I think you'll actually feel two detents (one going into R and one going into 5). The are encounterd moving the shift shaft from side to side. I would use a punch or something similar in the hole in your shift shaft to move it.


I believe the spring is to "center" the shift lever to be at the 3-4 gate. In addition, there is a detent designed to keep you from accidentally go into reverse. Coming up on it will not feel like a dead stop but rather firm resistance. If you push hard, but not hard enough to get past the detent, you should get a little displacement. If it feels like you're pushing against a solid immovable object, there is probably something wrong. Can you check the gear by turning the input shaft and watching the movement of the output shafts? If you're getting a hard stop, that might mean that the R fork is not in alignment at neutral and you're pushing against it. It's very unlikely that you could damage it by pushing on the sift shaft. Using a hammer could be another matter. I don't think you'll be able to turn the input shaft if you are in both R and another gear but I've never tried it. This is all a bit from memory and some educated guesswork on how it's supposed to work, so if I've gotten anything wrong, maybe John will chime in.

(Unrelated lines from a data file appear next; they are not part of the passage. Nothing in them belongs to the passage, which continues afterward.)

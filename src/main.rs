use std::sync::Arc;

use axum::Router;
use clap::Parser;
use tower_http::trace::TraceLayer;
use tracing_subscriber::{layer::SubscriberExt, util::SubscriberInitExt};

use reelpay::collaborators;
use reelpay::config::Config;
use reelpay::db::{AppState, create_pool, init_audit_db, init_db, queries};
use reelpay::handlers;
use reelpay::ledger;
use reelpay::media;
use reelpay::models::{
    AuditAction, BillingInterval, CatalogKind, CreateCatalogItem, CreateUser, User, UserRole,
};
use reelpay::rate_limit;
use reelpay::repair;
use reelpay::util::AuditLogBuilder;

#[derive(Parser, Debug)]
#[command(name = "reelpay")]
#[command(about = "Payment reconciliation and revenue ledger for video subscriptions")]
struct Cli {
    /// Seed the database with dev data (admin, creator, viewer, plan, course, bundle)
    #[arg(long)]
    seed: bool,

    /// Check every ledger row against its stored split, print the report and exit
    #[arg(long)]
    reconcile: bool,

    /// Run one repair pass (stalled admissions, lapsed subscriptions) and exit
    #[arg(long)]
    repair_once: bool,

    /// Issue a new API key for an existing user and exit
    #[arg(long, value_name = "USER_ID")]
    create_api_key: Option<String>,
}

fn print_banner(title: &str, lines: &[String]) {
    tracing::info!("============================================");
    tracing::info!("{}", title);
    for line in lines {
        tracing::info!("{}", line);
    }
    tracing::info!("============================================");
}

/// Create a user with one API key, audited as a system action.
fn create_user_with_key(state: &AppState, input: &CreateUser, action: AuditAction) -> (User, String) {
    let conn = state.db.get().expect("Failed to get db connection");
    let audit_conn = state.audit.get().expect("Failed to get audit db connection");

    let user = queries::create_user(&conn, input).expect("Failed to create user");
    let (key, api_key) = queries::create_api_key(&conn, &user.id, "bootstrap").expect("Failed to create API key");

    AuditLogBuilder::system(&audit_conn, state.audit_log_enabled)
        .action(action)
        .resource("user", &user.id)
        .details(&serde_json::json!({
            "name": user.name,
            "role": user.role.as_ref(),
            "key_prefix": key.prefix,
        }))
        .save()
        .expect("Failed to write audit log");

    (user, api_key)
}

fn bootstrap_first_admin(state: &AppState, name: &str) {
    let conn = state.db.get().expect("Failed to get db connection for bootstrap");
    let admins = queries::count_users_with_role(&conn, UserRole::Admin).expect("Failed to count admins");
    if admins > 0 {
        tracing::info!("Admins already exist, skipping bootstrap");
        return;
    }

    let input = CreateUser {
        name: name.to_string(),
        country: "US".to_string(),
        role: UserRole::Admin,
    };
    let (admin, api_key) = create_user_with_key(state, &input, AuditAction::BootstrapAdmin);

    print_banner(
        "BOOTSTRAP ADMIN CREATED",
        &[
            format!("User: {} ({})", admin.name, admin.id),
            format!("API Key: {}", api_key),
            "SAVE THIS API KEY - IT WILL NOT BE SHOWN AGAIN".to_string(),
        ],
    );
}

/// Dev data: one admin, one creator, one KR viewer, a monthly plan, a course
/// owned by the creator and a bundle that includes the course.
fn seed_dev_data(state: &AppState) {
    {
        let conn = state.db.get().expect("Failed to get db connection for seeding");
        let (_, users) = queries::list_users_paginated(&conn, 1, 0).expect("Failed to count users");
        if users > 0 {
            tracing::info!("Database already has data, skipping seed");
            return;
        }
    }

    let mut lines = Vec::new();
    let mut creator_id = String::new();
    for (name, country, role) in [
        ("Dev Admin", "US", UserRole::Admin),
        ("Dev Creator", "US", UserRole::Creator),
        ("Dev Viewer", "KR", UserRole::Viewer),
    ] {
        let input = CreateUser {
            name: name.to_string(),
            country: country.to_string(),
            role,
        };
        let (user, api_key) = create_user_with_key(state, &input, AuditAction::CreateUser);
        if role == UserRole::Creator {
            creator_id = user.id.clone();
        }
        lines.push(format!("{} [{}]: {} key={}", name, role.as_ref(), user.id, api_key));
    }

    let conn = state.db.get().expect("Failed to get db connection for seeding");
    let plan = queries::create_catalog_item(
        &conn,
        &CreateCatalogItem {
            kind: CatalogKind::Plan,
            title: "Monthly".to_string(),
            creator_id: None,
            price: Some(9.99),
            currency: Some("USD".to_string()),
            billing_interval: Some(BillingInterval::Month),
            video_url: None,
        },
    )
    .expect("Failed to create plan");
    let course = queries::create_catalog_item(
        &conn,
        &CreateCatalogItem {
            kind: CatalogKind::Course,
            title: "Footwork Fundamentals".to_string(),
            creator_id: Some(creator_id.clone()),
            price: Some(49.0),
            currency: Some("USD".to_string()),
            billing_interval: None,
            video_url: Some("https://videos.example.com/footwork".to_string()),
        },
    )
    .expect("Failed to create course");
    let bundle = queries::create_catalog_item(
        &conn,
        &CreateCatalogItem {
            kind: CatalogKind::Bundle,
            title: "Starter Bundle".to_string(),
            creator_id: Some(creator_id),
            price: Some(79.0),
            currency: Some("USD".to_string()),
            billing_interval: None,
            video_url: None,
        },
    )
    .expect("Failed to create bundle");
    queries::add_catalog_inclusion(&conn, &bundle.id, &course.id).expect("Failed to link bundle");
    queries::add_catalog_inclusion(&conn, &plan.id, &course.id).expect("Failed to link plan");

    lines.push(format!("Plan: {} ({})", plan.title, plan.id));
    lines.push(format!("Course: {} ({})", course.title, course.id));
    lines.push(format!("Bundle: {} ({})", bundle.title, bundle.id));
    print_banner("SEEDED DEV DATA", &lines);
}

fn issue_api_key(state: &AppState, user_id: &str) {
    let conn = state.db.get().expect("Failed to get db connection");
    let audit_conn = state.audit.get().expect("Failed to get audit db connection");

    let Some(user) = queries::get_user_by_id(&conn, user_id).expect("Failed to load user") else {
        eprintln!("User not found: {}", user_id);
        std::process::exit(1);
    };
    let (key, api_key) = queries::create_api_key(&conn, &user.id, "cli").expect("Failed to create API key");

    AuditLogBuilder::system(&audit_conn, state.audit_log_enabled)
        .action(AuditAction::CreateApiKey)
        .resource("api_key", &key.id)
        .details(&serde_json::json!({ "user_id": user.id, "source": "cli" }))
        .save()
        .expect("Failed to write audit log");

    println!("{}", api_key);
}

#[tokio::main]
async fn main() {
    let cli = Cli::parse();

    tracing_subscriber::registry()
        .with(
            tracing_subscriber::EnvFilter::try_from_default_env()
                .unwrap_or_else(|_| "reelpay=debug,tower_http=debug".into()),
        )
        .with(tracing_subscriber::fmt::layer())
        .init();

    let config = Config::from_env();

    if config.dev_mode {
        tracing::info!("Running in DEVELOPMENT mode");
    }

    let db_pool = create_pool(&config.database_path).expect("Failed to create database pool");
    let audit_pool =
        create_pool(&config.audit_database_path).expect("Failed to create audit database pool");

    {
        let conn = db_pool.get().expect("Failed to get connection");
        init_db(&conn).expect("Failed to initialize database");
    }
    {
        let conn = audit_pool.get().expect("Failed to get audit connection");
        init_audit_db(&conn).expect("Failed to initialize audit database");
    }

    let (transcoder, video_host) = collaborators::from_config(&config.collaborators);
    let state = AppState {
        db: db_pool,
        audit: audit_pool,
        audit_log_enabled: config.audit_log_enabled,
        dev_mode: config.dev_mode,
        webhook_secrets: Arc::new(config.webhook_secrets.clone()),
        ledger: Arc::new(config.ledger.clone()),
        transcoder,
        video_host,
        processing_timeout_secs: config.collaborators.processing_timeout_secs,
    };

    // One-shot commands
    if let Some(user_id) = &cli.create_api_key {
        issue_api_key(&state, user_id);
        return;
    }
    if cli.reconcile {
        let conn = state.db.get().expect("Failed to get connection");
        let report = ledger::reconcile(&conn).expect("Reconciliation failed");
        println!(
            "{}",
            serde_json::to_string_pretty(&report).expect("Failed to serialize report")
        );
        if !report.is_clean() {
            std::process::exit(2);
        }
        return;
    }
    if cli.repair_once {
        let mut conn = state.db.get().expect("Failed to get connection");
        let report = repair::run_repair_pass(&mut conn, &state.ledger, queries::now())
            .expect("Repair pass failed");
        println!(
            "{}",
            serde_json::to_string_pretty(&report).expect("Failed to serialize report")
        );
        return;
    }

    if cli.seed {
        if !config.dev_mode {
            tracing::warn!("--seed flag ignored: not in dev mode (set REELPAY_ENV=dev)");
        } else {
            seed_dev_data(&state);
        }
    }

    if let Some(name) = &config.bootstrap_admin_name {
        bootstrap_first_admin(&state, name);
    }

    repair::spawn_repair_task(state.clone(), config.repair_interval_secs);
    media::spawn_media_poller(state.clone(), config.collaborators.poll_interval_secs);

    let mut api = handlers::api_router(state.clone());
    match rate_limit::api_layer(config.rate_limit.api_rpm) {
        Some(layer) => api = api.layer(layer),
        None => tracing::info!("API rate limiting disabled"),
    }

    let app = Router::new()
        .merge(handlers::public_router())
        .merge(api)
        .layer(TraceLayer::new_for_http())
        .with_state(state);

    let addr = config.addr();
    let listener = tokio::net::TcpListener::bind(&addr)
        .await
        .expect("Failed to bind to address");

    tracing::info!("Reelpay server listening on {}", addr);

    // Connect info feeds the per-IP rate limiter
    axum::serve(
        listener,
        app.into_make_service_with_connect_info::<std::net::SocketAddr>(),
    )
    .with_graceful_shutdown(shutdown_signal())
    .await
    .expect("Failed to start server");
}

async fn shutdown_signal() {
    tokio::signal::ctrl_c()
        .await
        .expect("Failed to install Ctrl+C handler");
    tracing::info!("Shutdown signal received, stopping server...");
}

It's not a big deal to take the end cover off and make sure that all the shift forks are aligned. But if they aren't aligned, that could possibly be a real issue. That shouldn't happen - or let's say it hasn't been an issue for me and I've not heard of it. Talking to somebody smarter than I am would be a good next step if that's the case just to allay your fears or clue you in on the fix.


One thing that happened to me is the nut on the secondary shaft - the one with the speedo gears on it - ended up being loose. I had another guy look at my tranny when my speedo gears shredded so it could have been him or maybe it was loose when Richard sold it to me. I blame no one. In my case, it made it difficult to get into 2. I suppose something like that could possibly cause your problem. The solution was to put it in 1 & 5 and using a 32mm(?) crowfoot, torque it to 150 ft-lbs. I red locktited it for good measure.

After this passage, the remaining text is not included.